I've heard semen is good for your skin though, so that pimple on my chin should clear right up.
Maybe you should go over there and lead him on and reach down his pants like he's about to get some and yank his balls.
That's the best idea I've heard all day.
Ya after that i took a dump on a car... We're definitely partying with him again
My therapist told me it was ok for me to "take risks" now. Cue the hookers and blow.
Well, a cop just pulled up. This could go either way.
You just kept insisting that you and the homeless man went way back, and that you bonded over how cold you both were.
Escorted out of jimmy johns because I refused to leave with my dog. Stole a loaf of bread on the way out.
I messaged him asking for his address. He replied with the address then said, "If you're gonna stalk me, I'm the third window on the side and usually get naked around 8am and anytime randomly after 6pm (listen for music).. If you're sending anthrax, I'm 6'2" 225lbs so send a good amount."
I'm ready to get married, then we can lie around watching anime and eating pizza while he rubs baby oil on me
He called me at 4 a.m. and wanted me to drive him to McDonald's then drop him off at home. It wasn't even a booty call, it was a fucking chauffeur call.

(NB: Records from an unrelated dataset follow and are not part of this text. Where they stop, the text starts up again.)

//! spmd — the service provider manager daemon.
//!
//! Single binary that owns the provider store and runs the health
//! monitor:
//! - State store (redb)
//! - Health monitor (periodic liveness probes with backoff)
//! - Control API for registry operations, sharing the monitor's store
//! - Provider registry subcommands, as clients of the control API
//!
//! # Usage
//!
//! ```text
//! spmd run --config /etc/spm/spm.toml
//! spmd provider register --name kubevirt --service-type vm --endpoint http://kubevirt:8080
//! spmd check --endpoint http://kubevirt:8080
//! ```

mod api;
mod client;
mod config;
mod provider;

use std::future::Future;
use std::path::PathBuf;
use std::sync::Arc;

use clap::{Parser, Subcommand, ValueEnum};
use spm_health::config::{format_duration, parse_duration};
use spm_health::{HealthMonitor, HttpProber, Probe, ProbeResult};
use spm_state::StateStore;
use tokio::net::TcpListener;
use tracing::{error, info, warn};
use tracing_subscriber::EnvFilter;

use crate::client::ApiClient;
use crate::config::DaemonConfig;
use crate::provider::ProviderCommand;

#[derive(Parser)]
#[command(name = "spmd", about = "Service provider manager daemon")]
struct Cli {
    /// Path to spm.toml.
    #[arg(long, global = true, env = "SPM_CONFIG")]
    config: Option<PathBuf>,

    /// Data directory for the provider database (overrides the config file).
    #[arg(long, global = true, env = "SPM_DATA_DIR")]
    data_dir: Option<PathBuf>,

    /// Control API of a running daemon (defaults to `http://{api_addr}`).
    #[arg(long, global = true, env = "SPM_API_URL")]
    api_url: Option<String>,

    /// Log output format.
    #[arg(long, global = true, value_enum, default_value = "text")]
    log_format: LogFormat,

    #[command(subcommand)]
    command: Command,
}

#[derive(Clone, Copy, ValueEnum)]
enum LogFormat {
    Text,
    Json,
}

#[derive(Subcommand)]
enum Command {
    /// Run the health monitor until interrupted.
    Run,

    /// Manage registered providers through a running daemon.
    #[command(subcommand)]
    Provider(ProviderCommand),

    /// Probe a single endpoint once and report the result.
    Check {
        /// Provider base URL; `/health` is appended.
        #[arg(long)]
        endpoint: String,

        /// Probe timeout (e.g. "5s", "500ms").
        #[arg(long, default_value = "5s")]
        timeout: String,
    },

    /// Print the effective configuration as TOML.
    Config,
}

#[tokio::main]
async fn main() -> anyhow::Result<()> {
    let cli = Cli::parse();
    init_tracing(cli.log_format);

    let mut config = DaemonConfig::load(cli.config.as_deref())?;
    if let Some(data_dir) = cli.data_dir {
        config.data_dir = data_dir;
    }

    match cli.command {
        Command::Run => run_daemon(config).await,
        Command::Provider(command) => {
            let api_url = cli.api_url.unwrap_or_else(|| config.api_url());
            let client = ApiClient::new(&api_url)?;
            provider::execute(&client, command).await
        }
        Command::Check { endpoint, timeout } => check_endpoint(&endpoint, &timeout).await,
        Command::Config => {
            print!("{}", config.to_toml_string()?);
            Ok(())
        }
    }
}

fn init_tracing(format: LogFormat) {
    let filter = EnvFilter::try_from_default_env()
        .unwrap_or_else(|_| EnvFilter::new("info,spmd=debug,spm_health=debug"));
    let builder = tracing_subscriber::fmt()
        .with_env_filter(filter)
        .with_writer(std::io::stderr);
    match format {
        LogFormat::Text => builder.init(),
        LogFormat::Json => builder.json().init(),
    }
}

fn open_store(config: &DaemonConfig) -> anyhow::Result<StateStore> {
    std::fs::create_dir_all(&config.data_dir)?;
    let db_path = config.db_path();
    let store = StateStore::open(&db_path)?;
    info!(path = ?db_path, "state store opened");
    Ok(store)
}

async fn run_daemon(config: DaemonConfig) -> anyhow::Result<()> {
    info!("service provider manager starting");

    let store = Arc::new(open_store(&config)?);
    let monitor = HealthMonitor::new(Arc::clone(&store), config.health_check)?;
    let listener = TcpListener::bind(config.api_addr).await?;
    info!(addr = %config.api_addr, "control API listening");

    serve(listener, store, monitor, shutdown_signal()).await?;
    info!("service provider manager stopped");
    Ok(())
}

/// Run the health monitor and the control API over one store until
/// `shutdown` resolves, then stop both.
async fn serve<P, F>(
    listener: TcpListener,
    store: Arc<StateStore>,
    monitor: HealthMonitor<StateStore, P>,
    shutdown: F,
) -> anyhow::Result<()>
where
    P: Probe + 'static,
    F: Future<Output = ()> + Send + 'static,
{
    let handle = monitor.start();

    let result = axum::serve(listener, api::build_router(store))
        .with_graceful_shutdown(async move {
            shutdown.await;
            info!("shutdown signal received");
        })
        .await;

    if handle.is_finished() {
        warn!("health monitor stopped before shutdown");
    }
    handle.shutdown().await;
    Ok(result?)
}

async fn check_endpoint(endpoint: &str, timeout: &str) -> anyhow::Result<()> {
    let timeout = parse_duration(timeout)
        .ok_or_else(|| anyhow::anyhow!("invalid timeout {timeout:?}"))?;
    let prober = HttpProber::new(timeout)?;
    match prober.check(endpoint).await {
        ProbeResult::Healthy => {
            println!("{endpoint}: healthy");
            Ok(())
        }
        ProbeResult::Unhealthy => anyhow::bail!("{endpoint}: unhealthy (non-2xx response)"),
        ProbeResult::Failed => anyhow::bail!(
            "{endpoint}: unreachable within {}",
            format_duration(prober.timeout())
        ),
    }
}

/// Resolve on Ctrl-C, or SIGTERM on unix.
async fn shutdown_signal() {
    let ctrl_c = async {
        if let Err(e) = tokio::signal::ctrl_c().await {
            error!(error = %e, "failed to install Ctrl-C handler");
            std::future::pending::<()>().await;
        }
    };

    #[cfg(unix)]
    let terminate = async {
        match tokio::signal::unix::signal(tokio::signal::unix::SignalKind::terminate()) {
            Ok(mut signal) => {
                signal.recv().await;
            }
            Err(e) => {
                error!(error = %e, "failed to install SIGTERM handler");
                std::future::pending::<()>().await;
            }
        }
    };

    #[cfg(not(unix))]
    let terminate = std::future::pending::<()>();

    tokio::select! {
        _ = ctrl_c => {}
        _ = terminate => {}
    }
}
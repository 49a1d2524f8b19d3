//! spm.toml configuration for the daemon.
//!
//! ```toml
//! data_dir = "/var/lib/spm"
//! api_addr = "127.0.0.1:7070"
//!
//! [health_check]
//! interval = "10s"
//! timeout = "5s"
//! max_consecutive_failures = 3
//! base_backoff_interval = "10s"
//! max_backoff_interval = "5m"
//! ```
//!
//! Every key is optional. `HEALTH_CHECK_*` environment variables override
//! the `[health_check]` table.

use std::net::{Ipv4Addr, SocketAddr};
use std::path::{Path, PathBuf};

use serde::{Deserialize, Serialize};
use spm_health::HealthCheckConfig;

const DB_FILE: &str = "providers.redb";
const DEFAULT_API_PORT: u16 = 7070;

#[derive(Debug, Clone, PartialEq, Serialize, Deserialize)]
#[serde(default)]
pub struct DaemonConfig {
    /// Directory holding the provider database.
    pub data_dir: PathBuf,
    /// Listen address of the control API.
    pub api_addr: SocketAddr,
    pub health_check: HealthCheckConfig,
}

impl Default for DaemonConfig {
    fn default() -> Self {
        Self {
            data_dir: PathBuf::from("/var/lib/spm"),
            api_addr: SocketAddr::from((Ipv4Addr::LOCALHOST, DEFAULT_API_PORT)),
            health_check: HealthCheckConfig::default(),
        }
    }
}

impl DaemonConfig {
    pub fn from_file(path: &Path) -> anyhow::Result<Self> {
        let content = std::fs::read_to_string(path)?;
        let config: DaemonConfig = toml::from_str(&content)?;
        Ok(config)
    }

    /// Load the optional config file, then apply the process environment.
    pub fn load(path: Option<&Path>) -> anyhow::Result<Self> {
        Self::load_with_env(path, |key| std::env::var(key).ok())
    }

    pub fn load_with_env<F>(path: Option<&Path>, lookup: F) -> anyhow::Result<Self>
    where
        F: Fn(&str) -> Option<String>,
    {
        let mut config = match path {
            Some(path) => Self::from_file(path)?,
            None => Self::default(),
        };
        config.health_check.apply_env(lookup)?;
        config.health_check.validate()?;
        Ok(config)
    }

    /// Path of the redb provider database.
    pub fn db_path(&self) -> PathBuf {
        self.data_dir.join(DB_FILE)
    }

    /// Base URL clients use to reach the control API.
    pub fn api_url(&self) -> String {
        format!("http://{}", self.api_addr)
    }

    pub fn to_toml_string(&self) -> anyhow::Result<String> {
        Ok(toml::to_string_pretty(self)?)
    }
}
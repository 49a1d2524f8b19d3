//! Liveness probe logic.
//!
//! A probe is a single bounded `GET {endpoint}/health`. Any 2xx answer is
//! healthy; everything else (bad URL, DNS or connect failure, TLS error,
//! timeout, non-2xx) is not. The finer-grained [`ProbeResult`] only feeds
//! debug logging.

use std::future::Future;
use std::sync::Arc;
use std::time::Duration;

use bytes::Bytes;
use http::Uri;
use http_body_util::Empty;
use hyper_util::rt::TokioIo;
use rustls::pki_types::ServerName;
use tokio::io::{AsyncRead, AsyncWrite};
use tokio::net::TcpStream;
use tokio_rustls::TlsConnector;
use tracing::debug;

use crate::error::{HealthError, HealthResult};

const USER_AGENT: &str = concat!("spm-health/", env!("CARGO_PKG_VERSION"));

/// Result of a single health probe.
#[derive(Debug, Clone, Copy, PartialEq, Eq)]
pub enum ProbeResult {
    /// The health endpoint returned 2xx.
    Healthy,
    /// The health endpoint answered with a non-2xx status.
    Unhealthy,
    /// The probe could not be completed (bad URL, connection error, timeout).
    Failed,
}

impl ProbeResult {
    pub fn is_healthy(self) -> bool {
        self == ProbeResult::Healthy
    }
}

/// Something that can tell whether a provider endpoint is alive.
pub trait Probe: Send + Sync {
    /// Probe `endpoint` once. Never fails; problems read as `false`.
    fn probe(&self, endpoint: &str) -> impl Future<Output = bool> + Send;
}

/// Health URL for a provider base endpoint.
pub fn health_url(endpoint: &str) -> String {
    format!("{}/health", endpoint.trim_end_matches('/'))
}

/// HTTP(S) prober with a per-probe timeout.
#[derive(Clone)]
pub struct HttpProber {
    timeout: Duration,
    tls: Arc<rustls::ClientConfig>,
}

impl HttpProber {
    /// Create a prober that verifies TLS against the Mozilla root store.
    pub fn new(timeout: Duration) -> HealthResult<Self> {
        let mut root_store = rustls::RootCertStore::empty();
        root_store.extend(webpki_roots::TLS_SERVER_ROOTS.iter().cloned());

        let config = rustls::ClientConfig::builder_with_provider(
            rustls::crypto::ring::default_provider().into(),
        )
        .with_safe_default_protocol_versions()
        .map_err(|e| HealthError::Tls(e.to_string()))?
        .with_root_certificates(root_store)
        .with_no_client_auth();

        Ok(Self::with_tls_config(timeout, Arc::new(config)))
    }

    /// Create a prober with a pre-built TLS client configuration.
    pub fn with_tls_config(timeout: Duration, tls: Arc<rustls::ClientConfig>) -> Self {
        Self { timeout, tls }
    }

    pub fn timeout(&self) -> Duration {
        self.timeout
    }

    /// Probe `{endpoint}/health` and classify the outcome.
    pub async fn check(&self, endpoint: &str) -> ProbeResult {
        let url = health_url(endpoint);
        match tokio::time::timeout(self.timeout, self.request(&url)).await {
            Ok(result) => result,
            Err(_) => {
                debug!(%url, timeout_ms = self.timeout.as_millis() as u64, "health probe timed out");
                ProbeResult::Failed
            }
        }
    }

    async fn request(&self, url: &str) -> ProbeResult {
        let uri: Uri = match url.parse() {
            Ok(uri) => uri,
            Err(e) => {
                debug!(error = %e, %url, "health probe url invalid");
                return ProbeResult::Failed;
            }
        };
        let secure = match uri.scheme_str() {
            Some("http") => false,
            Some("https") => true,
            other => {
                debug!(scheme = ?other, %url, "health probe scheme unsupported");
                return ProbeResult::Failed;
            }
        };
        let Some(authority) = uri.authority().cloned() else {
            debug!(%url, "health probe url has no host");
            return ProbeResult::Failed;
        };
        let host = authority
            .host()
            .trim_start_matches('[')
            .trim_end_matches(']')
            .to_string();
        let port = authority.port_u16().unwrap_or(if secure { 443 } else { 80 });

        let server_name = if secure {
            match ServerName::try_from(host.clone()) {
                Ok(name) => Some(name),
                Err(e) => {
                    debug!(error = %e, %url, "health probe server name invalid");
                    return ProbeResult::Failed;
                }
            }
        } else {
            None
        };

        let stream = match TcpStream::connect((host.as_str(), port)).await {
            Ok(s) => s,
            Err(e) => {
                debug!(error = %e, %url, "health probe connection failed");
                return ProbeResult::Failed;
            }
        };

        let Some(server_name) = server_name else {
            return send_probe(stream, &uri, authority.as_str()).await;
        };
        let connector = TlsConnector::from(Arc::clone(&self.tls));
        match connector.connect(server_name, stream).await {
            Ok(tls) => send_probe(tls, &uri, authority.as_str()).await,
            Err(e) => {
                debug!(error = %e, %url, "health probe tls handshake failed");
                ProbeResult::Failed
            }
        }
    }
}

impl Probe for HttpProber {
    async fn probe(&self, endpoint: &str) -> bool {
        self.check(endpoint).await.is_healthy()
    }
}

/// Issue the GET over an established connection.
async fn send_probe<S>(stream: S, uri: &Uri, authority: &str) -> ProbeResult
where
    S: AsyncRead + AsyncWrite + Unpin + Send + 'static,
{
    let io = TokioIo::new(stream);
    let (mut sender, conn) = match hyper::client::conn::http1::handshake(io).await {
        Ok(pair) => pair,
        Err(e) => {
            debug!(error = %e, %uri, "health probe handshake failed");
            return ProbeResult::Failed;
        }
    };

    // Drive the connection in the background.
    tokio::spawn(async move {
        let _ = conn.await;
    });

    let path = uri
        .path_and_query()
        .map(|p| p.as_str())
        .unwrap_or("/health");
    let req = match http::Request::builder()
        .method("GET")
        .uri(path)
        .header("host", authority)
        .header("user-agent", USER_AGENT)
        .body(Empty::<Bytes>::new())
    {
        Ok(req) => req,
        Err(e) => {
            debug!(error = %e, %uri, "health probe request invalid");
            return ProbeResult::Failed;
        }
    };

    match sender.send_request(req).await {
        Ok(resp) if resp.status().is_success() => ProbeResult::Healthy,
        Ok(resp) => {
            debug!(status = %resp.status(), %uri, "health probe non-2xx");
            ProbeResult::Unhealthy
        }
        Err(e) => {
            debug!(error = %e, %uri, "health probe request failed");
            ProbeResult::Failed
        }
    }
}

My morning started with my mom giving me the number for a substance abuse councellor. How's your day going?
Just puked in a cup. Poured it out the window.
the only things my left hand does: catch/hold things and masturbation.
FYI - Don’t go in the downstairs bathroom. Ryan is passed out naked on the floor with a raging hard on.
He's a downgrade and it was quick. But it was dick nonetheless.